• Data to process:
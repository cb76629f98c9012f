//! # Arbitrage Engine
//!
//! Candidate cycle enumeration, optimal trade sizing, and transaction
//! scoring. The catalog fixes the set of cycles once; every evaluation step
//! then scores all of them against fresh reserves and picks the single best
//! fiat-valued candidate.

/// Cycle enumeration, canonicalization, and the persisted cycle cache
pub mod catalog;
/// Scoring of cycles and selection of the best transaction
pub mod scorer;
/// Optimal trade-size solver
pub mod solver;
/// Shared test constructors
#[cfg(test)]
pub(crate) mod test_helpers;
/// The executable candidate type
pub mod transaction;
==
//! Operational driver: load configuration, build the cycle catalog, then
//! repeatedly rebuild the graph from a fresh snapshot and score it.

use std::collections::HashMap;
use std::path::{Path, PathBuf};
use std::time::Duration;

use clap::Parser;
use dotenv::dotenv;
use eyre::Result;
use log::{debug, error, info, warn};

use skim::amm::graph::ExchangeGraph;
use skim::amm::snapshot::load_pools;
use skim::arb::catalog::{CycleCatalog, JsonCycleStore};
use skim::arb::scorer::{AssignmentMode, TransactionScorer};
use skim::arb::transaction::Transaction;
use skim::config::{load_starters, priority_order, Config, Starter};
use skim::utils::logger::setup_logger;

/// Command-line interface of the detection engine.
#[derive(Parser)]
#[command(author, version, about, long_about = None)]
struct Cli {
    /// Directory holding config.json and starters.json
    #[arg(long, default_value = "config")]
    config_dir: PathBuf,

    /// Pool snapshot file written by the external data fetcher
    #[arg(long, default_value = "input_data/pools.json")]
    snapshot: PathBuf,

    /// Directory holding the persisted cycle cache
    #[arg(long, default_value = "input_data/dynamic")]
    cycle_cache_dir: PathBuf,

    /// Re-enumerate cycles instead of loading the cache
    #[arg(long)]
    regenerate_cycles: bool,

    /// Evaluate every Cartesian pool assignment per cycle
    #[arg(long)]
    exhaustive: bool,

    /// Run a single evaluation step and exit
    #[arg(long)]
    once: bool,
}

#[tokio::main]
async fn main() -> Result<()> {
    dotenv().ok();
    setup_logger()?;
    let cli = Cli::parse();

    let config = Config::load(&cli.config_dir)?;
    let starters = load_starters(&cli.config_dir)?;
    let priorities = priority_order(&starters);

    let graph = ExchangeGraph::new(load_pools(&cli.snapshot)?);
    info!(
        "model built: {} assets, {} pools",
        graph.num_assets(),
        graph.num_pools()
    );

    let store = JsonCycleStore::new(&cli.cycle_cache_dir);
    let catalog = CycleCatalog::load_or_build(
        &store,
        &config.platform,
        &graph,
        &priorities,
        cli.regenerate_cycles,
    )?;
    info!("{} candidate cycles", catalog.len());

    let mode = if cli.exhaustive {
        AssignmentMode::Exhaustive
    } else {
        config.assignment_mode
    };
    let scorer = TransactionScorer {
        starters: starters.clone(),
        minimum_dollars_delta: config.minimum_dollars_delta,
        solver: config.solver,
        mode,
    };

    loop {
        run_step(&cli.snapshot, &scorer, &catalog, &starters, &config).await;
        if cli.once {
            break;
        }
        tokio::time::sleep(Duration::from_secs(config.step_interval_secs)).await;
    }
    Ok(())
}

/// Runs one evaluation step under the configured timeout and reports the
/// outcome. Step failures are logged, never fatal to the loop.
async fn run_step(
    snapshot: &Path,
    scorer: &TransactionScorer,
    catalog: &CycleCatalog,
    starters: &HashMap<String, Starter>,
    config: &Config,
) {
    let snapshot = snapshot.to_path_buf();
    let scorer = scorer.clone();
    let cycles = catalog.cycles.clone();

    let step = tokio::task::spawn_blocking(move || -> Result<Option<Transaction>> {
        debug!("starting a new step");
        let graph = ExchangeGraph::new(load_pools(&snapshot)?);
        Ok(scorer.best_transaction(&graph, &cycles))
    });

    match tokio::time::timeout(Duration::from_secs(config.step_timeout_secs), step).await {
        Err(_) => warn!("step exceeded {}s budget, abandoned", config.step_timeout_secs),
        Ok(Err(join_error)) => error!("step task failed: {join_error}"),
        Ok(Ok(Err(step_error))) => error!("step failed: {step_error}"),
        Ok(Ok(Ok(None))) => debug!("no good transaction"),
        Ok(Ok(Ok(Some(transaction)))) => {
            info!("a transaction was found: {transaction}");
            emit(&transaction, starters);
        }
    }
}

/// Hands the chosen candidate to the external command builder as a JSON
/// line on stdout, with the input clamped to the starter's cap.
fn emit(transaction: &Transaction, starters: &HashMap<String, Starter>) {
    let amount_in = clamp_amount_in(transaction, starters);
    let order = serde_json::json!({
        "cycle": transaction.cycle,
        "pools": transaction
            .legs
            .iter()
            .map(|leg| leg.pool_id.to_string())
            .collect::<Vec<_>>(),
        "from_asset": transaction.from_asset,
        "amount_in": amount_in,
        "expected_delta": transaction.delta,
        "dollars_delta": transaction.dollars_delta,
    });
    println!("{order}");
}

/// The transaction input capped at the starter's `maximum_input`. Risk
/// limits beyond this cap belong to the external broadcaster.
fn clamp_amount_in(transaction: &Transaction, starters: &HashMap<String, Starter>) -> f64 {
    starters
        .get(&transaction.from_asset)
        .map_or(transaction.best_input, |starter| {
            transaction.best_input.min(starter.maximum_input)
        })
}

• Your instructions:
In the material above, find the line containing "repository cb76629f98c9012f" and the line containing "every evaluation step", then write out exactly those two lines and every line between them, and nothing more.

• Finished task:
repository cb76629f98c9012f
//! # Arbitrage Engine
//!
//! Candidate cycle enumeration, optimal trade sizing, and transaction
//! scoring. The catalog fixes the set of cycles once; every evaluation step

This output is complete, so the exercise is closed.